DATA FOR PROCESSING below:

//! Buff and weapon pickups dropped by kills
//!
//! Drops are gated by chance, cooldown and concurrency caps; every rejection
//! is a silent no-op. Pickups resolve at most once per loot id.

use std::collections::BTreeMap;

use glam::Vec2;
use rand::Rng;
use serde::{Deserialize, Serialize};

use super::buff::{ActiveBuffs, BuffKind};
use super::weapon::WeaponKind;
use crate::tuning::{BuffWeights, LootTuning, WeaponTuning};

#[derive(Debug, Clone, Copy, PartialEq, Eq, Serialize, Deserialize)]
pub enum LootKind {
    Buff(BuffKind),
    Weapon,
}

#[derive(Debug, Clone, PartialEq, Serialize, Deserialize)]
pub struct LootInstance {
    pub id: u32,
    pub kind: LootKind,
    pub at: Vec2,
    pub spawn_ms: u64,
    pub expire_ms: u64,
    pub picked_up: bool,
}

impl LootInstance {
    pub fn is_available(&self, now_ms: u64) -> bool {
        !self.picked_up && now_ms < self.expire_ms
    }
}

/// What the player gets from a pickup
#[derive(Debug, Clone, Copy, PartialEq, Eq)]
pub enum LootReward {
    Buff(BuffKind),
    Weapon(WeaponKind),
    /// Weapon crate with no eligible weapon to roll
    Nothing,
}

#[derive(Debug, Clone)]
pub struct LootSystem {
    tuning: LootTuning,
    instances: BTreeMap<u32, LootInstance>,
    next_id: u32,
    last_buff_drop_ms: Option<u64>,
    last_weapon_drop_ms: Option<u64>,
}

impl LootSystem {
    pub fn new(tuning: LootTuning) -> Self {
        Self {
            tuning,
            instances: BTreeMap::new(),
            next_id: 0,
            last_buff_drop_ms: None,
            last_weapon_drop_ms: None,
        }
    }

    pub fn get(&self, id: u32) -> Option<&LootInstance> {
        self.instances.get(&id)
    }

    /// Live buff pickups on the ground
    pub fn active_buff_loot_count(&self, now_ms: u64) -> usize {
        self.instances
            .values()
            .filter(|l| matches!(l.kind, LootKind::Buff(_)) && l.is_available(now_ms))
            .count()
    }

    pub fn has_active_weapon_loot(&self, now_ms: u64) -> bool {
        self.instances
            .values()
            .any(|l| l.kind == LootKind::Weapon && l.is_available(now_ms))
    }

    fn on_cooldown(last: Option<u64>, cooldown_ms: u64, now_ms: u64) -> bool {
        last.is_some_and(|t| now_ms < t + cooldown_ms)
    }

    fn insert(&mut self, kind: LootKind, at: Vec2, now_ms: u64, ttl_ms: u64) -> LootInstance {
        self.next_id += 1;
        let instance = LootInstance {
            id: self.next_id,
            kind,
            at,
            spawn_ms: now_ms,
            expire_ms: now_ms + ttl_ms,
            picked_up: false,
        };
        self.instances.insert(instance.id, instance.clone());
        instance
    }

    /// Roll for a buff drop after a kill at `at`
    pub fn roll_buff_drop<B, R>(&mut self, now_ms: u64, at: Vec2, buffs: &B, rng: &mut R) -> Option<LootInstance>
    where
        B: ActiveBuffs + ?Sized,
        R: Rng + ?Sized,
    {
        if !rng.random_bool(self.tuning.buff_drop_chance) {
            return None;
        }
        if Self::on_cooldown(self.last_buff_drop_ms, self.tuning.buff_cooldown_ms, now_ms) {
            log::trace!("Buff drop rejected: cooldown");
            return None;
        }
        if self.active_buff_loot_count(now_ms) >= self.tuning.max_active_buff_loot {
            log::trace!("Buff drop rejected: {} already on the ground", self.tuning.max_active_buff_loot);
            return None;
        }
        let kind = pick_buff(&self.tuning.buff_weights, rng)?;
        if buffs.is_active(kind) {
            log::trace!("Buff drop rejected: {} already active", kind.name());
            return None;
        }

        let ttl_ms = rng.random_range(self.tuning.buff_ttl_min_ms..=self.tuning.buff_ttl_max_ms);
        self.last_buff_drop_ms = Some(now_ms);
        let instance = self.insert(LootKind::Buff(kind), at, now_ms, ttl_ms);
        log::debug!("Dropped {} buff loot #{} (ttl {}ms)", kind.name(), instance.id, ttl_ms);
        Some(instance)
    }

    /// Roll for a weapon crate after a kill at `at`
    pub fn roll_weapon_drop<R: Rng + ?Sized>(&mut self, now_ms: u64, at: Vec2, rng: &mut R) -> Option<LootInstance> {
        if Self::on_cooldown(self.last_weapon_drop_ms, self.tuning.weapon_cooldown_ms, now_ms) {
            return None;
        }
        if self.has_active_weapon_loot(now_ms) {
            return None;
        }
        if !rng.random_bool(self.tuning.weapon_drop_chance) {
            return None;
        }
        self.last_weapon_drop_ms = Some(now_ms);
        let instance = self.insert(LootKind::Weapon, at, now_ms, self.tuning.weapon_ttl_ms);
        log::debug!("Dropped weapon crate #{}", instance.id);
        Some(instance)
    }

    /// Resolve a pickup. `None` for unknown, expired or already-picked loot.
    pub fn pickup<R: Rng + ?Sized>(
        &mut self,
        id: u32,
        now_ms: u64,
        stage: u32,
        current_weapon: WeaponKind,
        weapons: &WeaponTuning,
        rng: &mut R,
    ) -> Option<(LootKind, LootReward)> {
        let instance = self.instances.get_mut(&id)?;
        if !instance.is_available(now_ms) {
            return None;
        }
        instance.picked_up = true;
        let kind = instance.kind;

        let reward = match kind {
            LootKind::Buff(buff) => LootReward::Buff(buff),
            LootKind::Weapon => {
                self.last_weapon_drop_ms = Some(now_ms);
                match roll_weapon(stage, current_weapon, weapons, rng) {
                    Some(weapon) => LootReward::Weapon(weapon),
                    None => LootReward::Nothing,
                }
            }
        };
        Some((kind, reward))
    }

    /// Sweep picked and expired loot. Returns ids that expired unpicked.
    pub fn update(&mut self, now_ms: u64) -> Vec<u32> {
        let mut expired = Vec::new();
        self.instances.retain(|&id, loot| {
            if loot.picked_up {
                false
            } else if now_ms >= loot.expire_ms {
                expired.push(id);
                false
            } else {
                true
            }
        });
        expired
    }

    pub fn instances(&self) -> impl Iterator<Item = &LootInstance> {
        self.instances.values()
    }

    pub fn clear(&mut self) {
        self.instances.clear();
        self.last_buff_drop_ms = None;
        self.last_weapon_drop_ms = None;
    }
}

fn pick_buff<R: Rng + ?Sized>(weights: &BuffWeights, rng: &mut R) -> Option<BuffKind> {
    let options: Vec<(BuffKind, f32)> = [BuffKind::Freeze, BuffKind::Rapid, BuffKind::Double]
        .into_iter()
        .map(|kind| (kind, weights.get(kind)))
        .collect();
    pick_weighted(&options, rng)
}

/// Roll a concrete weapon: stage-gated and never the weapon already held
pub fn roll_weapon<R: Rng + ?Sized>(
    stage: u32,
    current: WeaponKind,
    weapons: &WeaponTuning,
    rng: &mut R,
) -> Option<WeaponKind> {
    let options: Vec<(WeaponKind, f32)> = WeaponKind::ALL
        .into_iter()
        .filter(|&kind| kind != current && weapons.def(kind).min_stage <= stage)
        .map(|kind| (kind, weapons.def(kind).drop_weight))
        .collect();
    pick_weighted(&options, rng)
}

fn pick_weighted<T: Copy, R: Rng + ?Sized>(options: &[(T, f32)], rng: &mut R) -> Option<T> {
    let total: f32 = options.iter().map(|(_, w)| w.max(0.0)).sum();
    if total <= 0.0 {
        return None;
    }
    let mut roll = rng.random_range(0.0..total);
    for &(item, weight) in options {
        let weight = weight.max(0.0);
        if roll < weight {
            return Some(item);
        }
        roll -= weight;
    }
    options.iter().rev().find(|(_, w)| *w > 0.0).map(|&(item, _)| item)
}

End of DATA FOR PROCESSING.

> ACTIVITY
The listing is to be retyped in full, exactly as shown.

> ANSWER SPACE
//! Buff and weapon pickups dropped by kills
//!
//! Drops are gated by chance, cooldown and concurrency caps; every rejection
//! is a silent no-op. Pickups resolve at most once per loot id.

use std::collections::BTreeMap;

use glam::Vec2;
use rand::Rng;
use serde::{Deserialize, Serialize};

use super::buff::{ActiveBuffs, BuffKind};
use super::weapon::WeaponKind;
use crate::tuning::{BuffWeights, LootTuning, WeaponTuning};

#[derive(Debug, Clone, Copy, PartialEq, Eq, Serialize, Deserialize)]
pub enum LootKind {
    Buff(BuffKind),
    Weapon,
}

#[derive(Debug, Clone, PartialEq, Serialize, Deserialize)]
pub struct LootInstance {
    pub id: u32,
    pub kind: LootKind,
    pub at: Vec2,
    pub spawn_ms: u64,
    pub expire_ms: u64,
    pub picked_up: bool,
}

impl LootInstance {
    pub fn is_available(&self, now_ms: u64) -> bool {
        !self.picked_up && now_ms < self.expire_ms
    }
}

/// What the player gets from a pickup
#[derive(Debug, Clone, Copy, PartialEq, Eq)]
pub enum LootReward {
    Buff(BuffKind),
    Weapon(WeaponKind),
    /// Weapon crate with no eligible weapon to roll
    Nothing,
}

#[derive(Debug, Clone)]
pub struct LootSystem {
    tuning: LootTuning,
    instances: BTreeMap<u32, LootInstance>,
    next_id: u32,
    last_buff_drop_ms: Option<u64>,
    last_weapon_drop_ms: Option<u64>,
}

impl LootSystem {
    pub fn new(tuning: LootTuning) -> Self {
        Self {
            tuning,
            instances: BTreeMap::new(),
            next_id: 0,
            last_buff_drop_ms: None,
            last_weapon_drop_ms: None,
        }
    }

    pub fn get(&self, id: u32) -> Option<&LootInstance> {
        self.instances.get(&id)
    }

    /// Live buff pickups on the ground
    pub fn active_buff_loot_count(&self, now_ms: u64) -> usize {
        self.instances
            .values()
            .filter(|l| matches!(l.kind, LootKind::Buff(_)) && l.is_available(now_ms))
            .count()
    }

    pub fn has_active_weapon_loot(&self, now_ms: u64) -> bool {
        self.instances
            .values()
            .any(|l| l.kind == LootKind::Weapon && l.is_available(now_ms))
    }

    fn on_cooldown(last: Option<u64>, cooldown_ms: u64, now_ms: u64) -> bool {
        last.is_some_and(|t| now_ms < t + cooldown_ms)
    }

    fn insert(&mut self, kind: LootKind, at: Vec2, now_ms: u64, ttl_ms: u64) -> LootInstance {
        self.next_id += 1;
        let instance = LootInstance {
            id: self.next_id,
            kind,
            at,
            spawn_ms: now_ms,
            expire_ms: now_ms + ttl_ms,
            picked_up: false,
        };
        self.instances.insert(instance.id, instance.clone());
        instance
    }

    /// Roll for a buff drop after a kill at `at`
    pub fn roll_buff_drop<B, R>(&mut self, now_ms: u64, at: Vec2, buffs: &B, rng: &mut R) -> Option<LootInstance>
    where
        B: ActiveBuffs + ?Sized,
        R: Rng + ?Sized,
    {
        if !rng.random_bool(self.tuning.buff_drop_chance) {
            return None;
        }
        if Self::on_cooldown(self.last_buff_drop_ms, self.tuning.buff_cooldown_ms, now_ms) {
            log::trace!("Buff drop rejected: cooldown");
            return None;
        }
        if self.active_buff_loot_count(now_ms) >= self.tuning.max_active_buff_loot {
            log::trace!("Buff drop rejected: {} already on the ground", self.tuning.max_active_buff_loot);
            return None;
        }
        let kind = pick_buff(&self.tuning.buff_weights, rng)?;
        if buffs.is_active(kind) {
            log::trace!("Buff drop rejected: {} already active", kind.name());
            return None;
        }

        let ttl_ms = rng.random_range(self.tuning.buff_ttl_min_ms..=self.tuning.buff_ttl_max_ms);
        self.last_buff_drop_ms = Some(now_ms);
        let instance = self.insert(LootKind::Buff(kind), at, now_ms, ttl_ms);
        log::debug!("Dropped {} buff loot #{} (ttl {}ms)", kind.name(), instance.id, ttl_ms);
        Some(instance)
    }

    /// Roll for a weapon crate after a kill at `at`
    pub fn roll_weapon_drop<R: Rng + ?Sized>(&mut self, now_ms: u64, at: Vec2, rng: &mut R) -> Option<LootInstance> {
        if Self::on_cooldown(self.last_weapon_drop_ms, self.tuning.weapon_cooldown_ms, now_ms) {
            return None;
        }
        if self.has_active_weapon_loot(now_ms) {
            return None;
        }
        if !rng.random_bool(self.tuning.weapon_drop_chance) {
            return None;
        }
        self.last_weapon_drop_ms = Some(now_ms);
        let instance = self.insert(LootKind::Weapon, at, now_ms, self.tuning.weapon_ttl_ms);
        log::debug!("Dropped weapon crate #{}", instance.id);
        Some(instance)
    }

    /// Resolve a pickup. `None` for unknown, expired or already-picked loot.
    pub fn pickup<R: Rng + ?Sized>(
        &mut self,
        id: u32,
        now_ms: u64,
        stage: u32,
        current_weapon: WeaponKind,
        weapons: &WeaponTuning,
        rng: &mut R,
    ) -> Option<(LootKind, LootReward)> {
        let instance = self.instances.get_mut(&id)?;
        if !instance.is_available(now_ms) {
            return None;
        }
        instance.picked_up = true;
        let kind = instance.kind;

        let reward = match kind {
            LootKind::Buff(buff) => LootReward::Buff(buff),
            LootKind::Weapon => {
                self.last_weapon_drop_ms = Some(now_ms);
                match roll_weapon(stage, current_weapon, weapons, rng) {
                    Some(weapon) => LootReward::Weapon(weapon),
                    None => LootReward::Nothing,
                }
            }
        };
        Some((kind, reward))
    }

    /// Sweep picked and expired loot. Returns ids that expired unpicked.
    pub fn update(&mut self, now_ms: u64) -> Vec<u32> {
        let mut expired = Vec::new();
        self.instances.retain(|&id, loot| {
            if loot.picked_up {
                false
            } else if now_ms >= loot.expire_ms {
                expired.push(id);
                false
            } else {
                true
            }
        });
        expired
    }

    pub fn instances(&self) -> impl Iterator<Item = &LootInstance> {
        self.instances.values()
    }

    pub fn clear(&mut self) {
        self.instances.clear();
        self.last_buff_drop_ms = None;
        self.last_weapon_drop_ms = None;
    }
}

fn pick_buff<R: Rng + ?Sized>(weights: &BuffWeights, rng: &mut R) -> Option<BuffKind> {
    let options: Vec<(BuffKind, f32)> = [BuffKind::Freeze, BuffKind::Rapid, BuffKind::Double]
        .into_iter()
        .map(|kind| (kind, weights.get(kind)))
        .collect();
    pick_weighted(&options, rng)
}

/// Roll a concrete weapon: stage-gated and never the weapon already held
pub fn roll_weapon<R: Rng + ?Sized>(
    stage: u32,
    current: WeaponKind,
    weapons: &WeaponTuning,
    rng: &mut R,
) -> Option<WeaponKind> {
    let options: Vec<(WeaponKind, f32)> = WeaponKind::ALL
        .into_iter()
        .filter(|&kind| kind != current && weapons.def(kind).min_stage <= stage)
        .map(|kind| (kind, weapons.def(kind).drop_weight))
        .collect();
    pick_weighted(&options, rng)
}

fn pick_weighted<T: Copy, R: Rng + ?Sized>(options: &[(T, f32)], rng: &mut R) -> Option<T> {
    let total: f32 = options.iter().map(|(_, w)| w.max(0.0)).sum();
    if total <= 0.0 {
        return None;
    }
    let mut roll = rng.random_range(0.0..total);
    for &(item, weight) in options {
        let weight = weight.max(0.0);
        if roll < weight {
            return Some(item);
        }
        roll -= weight;
    }
    options.iter().rev().find(|(_, w)| *w > 0.0).map(|&(item, _)| item)
}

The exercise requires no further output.